Mali: 12 dead in hotel siege, four hostages rescued
At least four people, including two soldiers, were killed in an attack on a military base and a hotel frequented by Westerners in Mali, security sources told Anadolu Agency.
The SA embassy in Mali has confirmed that a 38-year-old man from Pretoria was shot dead by militants in a hostage situation at a Mali hotel, said Nelson Kgwete, spokesperson of the Department of global Relations and Cooperation (DIRCO). A foreign ministry spokesman said he was working for an aviation company hired by MINUSMA.
Military spokesman Colonel Souleymane Maiga said the early suspicion was that the Massina Liberation Front, whose members are mainly drawn from central Mali’s ethnic Peul community, had carried out the attack.
UN chief Ban Ki-moon condemned the attack, which comes as Mali is seeking to implement a June peace deal despite continuing unrest from militant groups and spreading jihadist attacks since the beginning of the year.
“MINUSMA continues to be established and specifically to gratifying its duties in the carrying out from the demand in assist of Mali, its federal along with its certain people”, the United Nations dream said in a statement of facts Saturday.
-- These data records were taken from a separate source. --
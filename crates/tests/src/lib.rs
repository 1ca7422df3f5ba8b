//! # Integration Tests
//!
//! End-to-end tests across crates.
//!
//! Covers:
//! - Blueprint defaults and loader round trip
//! - Simulated, replayed and TCP-bridged runs through the coordinator
//! - Store failures while the pipeline keeps running
//! - Live back-pressure and device hang-up

#[cfg(test)]
mod contract_tests {
    use config_loader::ConfigLoader;
    use contracts::MonitorBlueprint;

    #[test]
    fn test_default_blueprint_round_trip() {
        let blueprint = MonitorBlueprint::default();
        ConfigLoader::validate(&blueprint).unwrap();

        let toml = ConfigLoader::to_toml(&blueprint).unwrap();
        let parsed = ConfigLoader::load_from_str(&toml, config_loader::ConfigFormat::Toml).unwrap();
        assert_eq!(parsed, blueprint);
    }
}

#[cfg(test)]
mod e2e_tests {
    use std::io::Write;
    use std::net::TcpListener;
    use std::sync::Arc;
    use std::time::Duration;

    use contracts::{
        DeviceMode, IrrigationEvent, IrrigationEventType, MonitorBlueprint, StorageError,
        StorageStatistics, StoredAlert, StoredIrrigationEvent, StoredReading, TelemetryRecord,
        TelemetryStore, Trigger,
    };
    use pipeline::{Coordinator, PipelineStatistics, ShutdownStatus, StartOutcome};
    use storage::{MemoryStore, SqliteStore};
    use tokio::sync::watch;

    const WAIT: Duration = Duration::from_secs(10);

    fn fast_blueprint(mode: DeviceMode) -> MonitorBlueprint {
        let mut blueprint = MonitorBlueprint::simulated();
        blueprint.device.mode = mode;
        blueprint.device.read_timeout_ms = 50;
        blueprint.simulator.interval_ms = 200;
        blueprint.simulator.seed = Some(7);
        blueprint.replay.interval_ms = 5;
        blueprint.pipeline.poll_interval_ms = 20;
        blueprint
    }

    async fn wait_until(
        rx: &mut watch::Receiver<PipelineStatistics>,
        done: impl FnMut(&PipelineStatistics) -> bool,
    ) -> PipelineStatistics {
        tokio::time::timeout(WAIT, rx.wait_for(done))
            .await
            .expect("pipeline did not reach the expected state")
            .expect("statistics publisher dropped")
            .clone()
    }

    fn line(temperature: f64, humidity: f64, active: bool) -> String {
        format!(
            r#"{{"sensors":{{"temperature":{temperature},"humidity":{humidity},"ph":6.8,"phosphorus":true,"potassium":true}},"irrigation":{{"active":{active},"uptime":10,"dailyActivations":1}},"system":{{"freeHeap":150000,"uptime":3600,"wifi":"Connected"}}}}"#
        )
    }

    /// Simulated link at 2 records/s for 3 s -> worker -> memory store
    #[tokio::test]
    async fn test_e2e_simulated_pipeline() {
        let mut blueprint = fast_blueprint(DeviceMode::Simulated);
        blueprint.simulator.interval_ms = 500;
        let store = Arc::new(MemoryStore::new("memory"));
        let mut coordinator = Coordinator::from_blueprint(&blueprint, store.clone());

        assert_eq!(coordinator.start().await.unwrap(), StartOutcome::Started);
        tokio::time::sleep(Duration::from_secs(3)).await;
        let stats = coordinator.stop().await;

        assert!(stats.readings_received >= 5, "received {}", stats.readings_received);
        assert_eq!(stats.errors, 0);
        assert_eq!(stats.readings_stored, stats.readings_received - stats.errors);
        assert_eq!(store.reading_count() as u64, stats.readings_stored);
        assert_eq!(stats.sensors.temperature.count, stats.readings_stored);
        assert_eq!(coordinator.shutdown_status(), Some(&ShutdownStatus::Clean));

        let history = store.latest_readings(100).await.unwrap();
        assert_eq!(history.len() as u64, stats.readings_stored);
    }

    /// Store rejecting writes: every reading counts as an error, the worker survives
    #[tokio::test]
    async fn test_e2e_store_unavailable() {
        let store = Arc::new(MemoryStore::new("memory"));
        store.set_unavailable(true);
        let mut coordinator =
            Coordinator::from_blueprint(&fast_blueprint(DeviceMode::Simulated), store.clone());

        coordinator.start().await.unwrap();
        let mut rx = coordinator.subscribe();
        wait_until(&mut rx, |s| s.errors >= 2).await;

        store.set_unavailable(false);
        wait_until(&mut rx, |s| s.readings_stored >= 1).await;
        let stats = coordinator.stop().await;

        assert!(stats.errors >= 2);
        assert_eq!(stats.readings_stored, stats.readings_received - stats.errors);
        assert_eq!(store.reading_count() as u64, stats.readings_stored);
    }

    /// Store whose reading inserts take longer than the shutdown budget
    struct SlowStore {
        inner: MemoryStore,
        delay: Duration,
    }

    impl TelemetryStore for SlowStore {
        fn name(&self) -> &str {
            "slow"
        }

        async fn insert_sensor_reading(&self, record: &TelemetryRecord) -> Result<i64, StorageError> {
            tokio::time::sleep(self.delay).await;
            self.inner.insert_sensor_reading(record).await
        }

        async fn insert_irrigation_event(&self, event: &IrrigationEvent) -> Result<i64, StorageError> {
            self.inner.insert_irrigation_event(event).await
        }

        async fn insert_system_stats(&self, record: &TelemetryRecord) -> Result<i64, StorageError> {
            self.inner.insert_system_stats(record).await
        }

        async fn get_statistics(&self, period: Duration) -> Result<StorageStatistics, StorageError> {
            self.inner.get_statistics(period).await
        }

        async fn active_alerts(&self) -> Result<Vec<StoredAlert>, StorageError> {
            self.inner.active_alerts().await
        }

        async fn resolve_alert(&self, alert_id: i64) -> Result<bool, StorageError> {
            self.inner.resolve_alert(alert_id).await
        }

        async fn irrigation_history(
            &self,
            period: Duration,
        ) -> Result<Vec<StoredIrrigationEvent>, StorageError> {
            self.inner.irrigation_history(period).await
        }

        async fn latest_readings(&self, limit: usize) -> Result<Vec<StoredReading>, StorageError> {
            self.inner.latest_readings(limit).await
        }

        async fn cleanup(&self, retention: Duration) -> Result<u64, StorageError> {
            self.inner.cleanup(retention).await
        }
    }

    /// Worker stuck in a write past the shutdown budget: stop completes degraded
    #[tokio::test]
    async fn test_e2e_slow_store_degraded_shutdown() {
        let mut blueprint = fast_blueprint(DeviceMode::Simulated);
        blueprint.simulator.interval_ms = 20;
        blueprint.pipeline.shutdown_timeout_ms = 100;
        let store = Arc::new(SlowStore {
            inner: MemoryStore::new("memory"),
            delay: Duration::from_secs(5),
        });
        let mut coordinator = Coordinator::from_blueprint(&blueprint, store.clone());

        coordinator.start().await.unwrap();
        tokio::time::sleep(Duration::from_millis(200)).await;

        let started = std::time::Instant::now();
        let stats = coordinator.stop().await;
        assert!(started.elapsed() < Duration::from_secs(3));
        assert!(matches!(
            coordinator.shutdown_status(),
            Some(ShutdownStatus::Degraded(_))
        ));
        assert_eq!(stats.readings_stored, 0);
        assert!(!coordinator.is_running());

        // a second stop returns the same snapshot
        assert_eq!(coordinator.stop().await, stats);
    }

    /// TCP serial bridge with device logs, noise and a malformed frame
    #[tokio::test]
    async fn test_e2e_tcp_live_link() {
        let listener = TcpListener::bind("127.0.0.1:0").unwrap();
        let port = listener.local_addr().unwrap().port();
        let frames = vec![
            "[INFO] WiFi connected".to_string(),
            "ESP32 boot ok".to_string(),
            line(22.0, 45.0, false),
            line(23.0, 25.0, true),
            r#"{"sensors":{"temperature":"hot","humidity":45.0,"ph":6.5}}"#.to_string(),
            line(23.5, 38.0, false),
        ];
        let device = std::thread::spawn(move || {
            let (mut socket, _) = listener.accept().unwrap();
            for frame in frames {
                socket.write_all(frame.as_bytes()).unwrap();
                socket.write_all(b"\r\n").unwrap();
            }
            socket.flush().unwrap();
            std::thread::sleep(Duration::from_millis(500));
        });

        let mut blueprint = fast_blueprint(DeviceMode::Live);
        blueprint.device.address = format!("tcp://127.0.0.1:{port}");
        let store = Arc::new(MemoryStore::new("memory"));
        let mut coordinator = Coordinator::from_blueprint(&blueprint, store.clone());

        coordinator.start().await.unwrap();
        let mut rx = coordinator.subscribe();
        wait_until(&mut rx, |s| s.readings_received >= 4 && s.events_stored >= 2).await;
        let stats = coordinator.stop().await;
        device.join().unwrap();

        assert_eq!(stats.readings_received, 4);
        assert_eq!(stats.readings_stored, 3);
        assert_eq!(stats.errors, 1);
        assert_eq!(stats.lines_ignored, 1);
        assert_eq!(stats.events_stored, 2);

        let events = store.events();
        assert_eq!(events[0].event_type, IrrigationEventType::Start);
        assert_eq!(events[0].trigger, Trigger::Auto);
        assert_eq!(events[1].event_type, IrrigationEventType::Stop);
        assert!(events[1].duration_seconds.is_some());
    }

    /// TCP device sending one frame per line, closed once every frame is written
    fn tcp_device(frames: Vec<String>) -> (u16, std::thread::JoinHandle<()>) {
        let listener = TcpListener::bind("127.0.0.1:0").unwrap();
        let port = listener.local_addr().unwrap().port();
        let device = std::thread::spawn(move || {
            let (mut socket, _) = listener.accept().unwrap();
            for frame in frames {
                socket.write_all(frame.as_bytes()).unwrap();
                socket.write_all(b"\n").unwrap();
            }
            socket.flush().unwrap();
        });
        (port, device)
    }

    /// Live link backs off on a full queue instead of dropping frames
    #[tokio::test]
    async fn test_e2e_live_backpressure_keeps_every_frame() {
        let frames: Vec<String> = (0..20)
            .map(|i| line(20.0 + f64::from(i) / 10.0, 45.0, false))
            .collect();
        let (port, device) = tcp_device(frames);

        let mut blueprint = fast_blueprint(DeviceMode::Live);
        blueprint.device.address = format!("tcp://127.0.0.1:{port}");
        blueprint.pipeline.queue_capacity = 2;
        let store = Arc::new(MemoryStore::new("memory"));
        store.set_write_delay(Duration::from_millis(30));
        let mut coordinator = Coordinator::from_blueprint(&blueprint, store.clone());

        coordinator.start().await.unwrap();
        let mut rx = coordinator.subscribe();
        wait_until(&mut rx, |s| s.readings_stored >= 20).await;
        let stats = coordinator.stop().await;
        device.join().unwrap();

        assert_eq!(stats.readings_received, 20);
        assert_eq!(stats.readings_stored, 20);
        assert_eq!(stats.items_dropped, 0);
        assert_eq!(store.reading_count(), 20);
    }

    /// Device hanging up: the loop ends on its own, buffered frames still land
    #[tokio::test]
    async fn test_e2e_device_hangup_is_visible() {
        let frames = vec![line(22.0, 45.0, false), line(22.5, 44.0, false)];
        let (port, device) = tcp_device(frames);

        let mut blueprint = fast_blueprint(DeviceMode::Live);
        blueprint.device.address = format!("tcp://127.0.0.1:{port}");
        let store = Arc::new(MemoryStore::new("memory"));
        let mut coordinator = Coordinator::from_blueprint(&blueprint, store.clone());

        coordinator.start().await.unwrap();
        device.join().unwrap();
        tokio::time::timeout(WAIT, async {
            while coordinator.link_alive() {
                tokio::time::sleep(Duration::from_millis(20)).await;
            }
        })
        .await
        .expect("link stayed alive after the device hung up");
        assert!(coordinator.is_running());

        let stats = coordinator.stop().await;
        assert_eq!(stats.readings_stored, 2);
        assert_eq!(coordinator.shutdown_status(), Some(&ShutdownStatus::Clean));
    }

    /// Replayed capture into a SQLite file, then a report
    #[tokio::test]
    async fn test_e2e_replay_into_sqlite() {
        let dir = tempfile::tempdir().unwrap();
        let capture = dir.path().join("capture.log");
        let lines: Vec<String> = (0..10)
            .map(|i| line(20.0 + f64::from(i), 45.0, false))
            .chain(std::iter::once(line(40.0, 45.0, false)))
            .collect();
        std::fs::write(&capture, lines.join("\n")).unwrap();

        let mut blueprint = fast_blueprint(DeviceMode::Replay);
        blueprint.replay.path = Some(capture);
        blueprint.storage.path = dir.path().join("soil.db");
        let store = Arc::new(
            SqliteStore::open(&blueprint.storage.path, blueprint.alerts)
                .await
                .unwrap(),
        );
        let mut coordinator = Coordinator::from_blueprint(&blueprint, store.clone());

        coordinator.start().await.unwrap();
        let mut rx = coordinator.subscribe();
        wait_until(&mut rx, |s| s.readings_stored >= 11).await;
        coordinator.stop().await;

        let stats = store.get_statistics(Duration::from_secs(3600)).await.unwrap();
        assert_eq!(stats.total_readings, 11);
        assert_eq!(stats.max_temperature, Some(40.0));

        let report = coordinator
            .generate_report(Duration::from_secs(3600))
            .await
            .unwrap();
        assert_eq!(report.statistics.total_readings, 11);
        assert!(report.active_alerts >= 1);
        assert_eq!(report.top_alerts[0].alert.kind, contracts::AlertKind::HighTemperature);
        assert!(report.pipeline.is_some());

        let path = report.write_to_dir(dir.path().join("reports")).unwrap();
        assert!(path.exists());
    }
}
France also denounced “in the strongest possible terms” the siege and reiterated its support for the Malian security forces and MINUSMA “in the fight against terrorism”.
Located a few kilometres from the regional capital Mopti, Sevare is a key staging post on the road to Mali’s desert north which fell to Islamic extremists in 2012.
“Government sends its deepest condolences to the family of the SA national who lost his life in the attack in Mali”.
Gunmen had burst into the hotel at around 7.00am (0700 GMT) on Friday, according to the government.
On Friday, Malian forces had used heavy weapons, including rocket-propelled grenades, in a failed attempt to dislodge the gunmen.
The siege began after the gunmen retreated from an attempted attack on a military site about 20 yards away from the hotel.
Sevare, a garrison town about 600 kilometers (375 miles) northeast of the capital, Bamako, is at the heart of Mali’s tourism industry and up until now had not been targeted in the attacks more common in the northern towns of Gao and Timbuktu.
Defense officials did not give the nationalities of the hostages freed in the early Saturday operation, which they said was backed by French soldiers.
Sources said three South Africans, a Frenchman and a Ukrainian had been registered at the hotel at the time of the attack. The body of an unidentified man was seen lying outside the building near a burnt-out van, pictures from the scene showed on Saturday.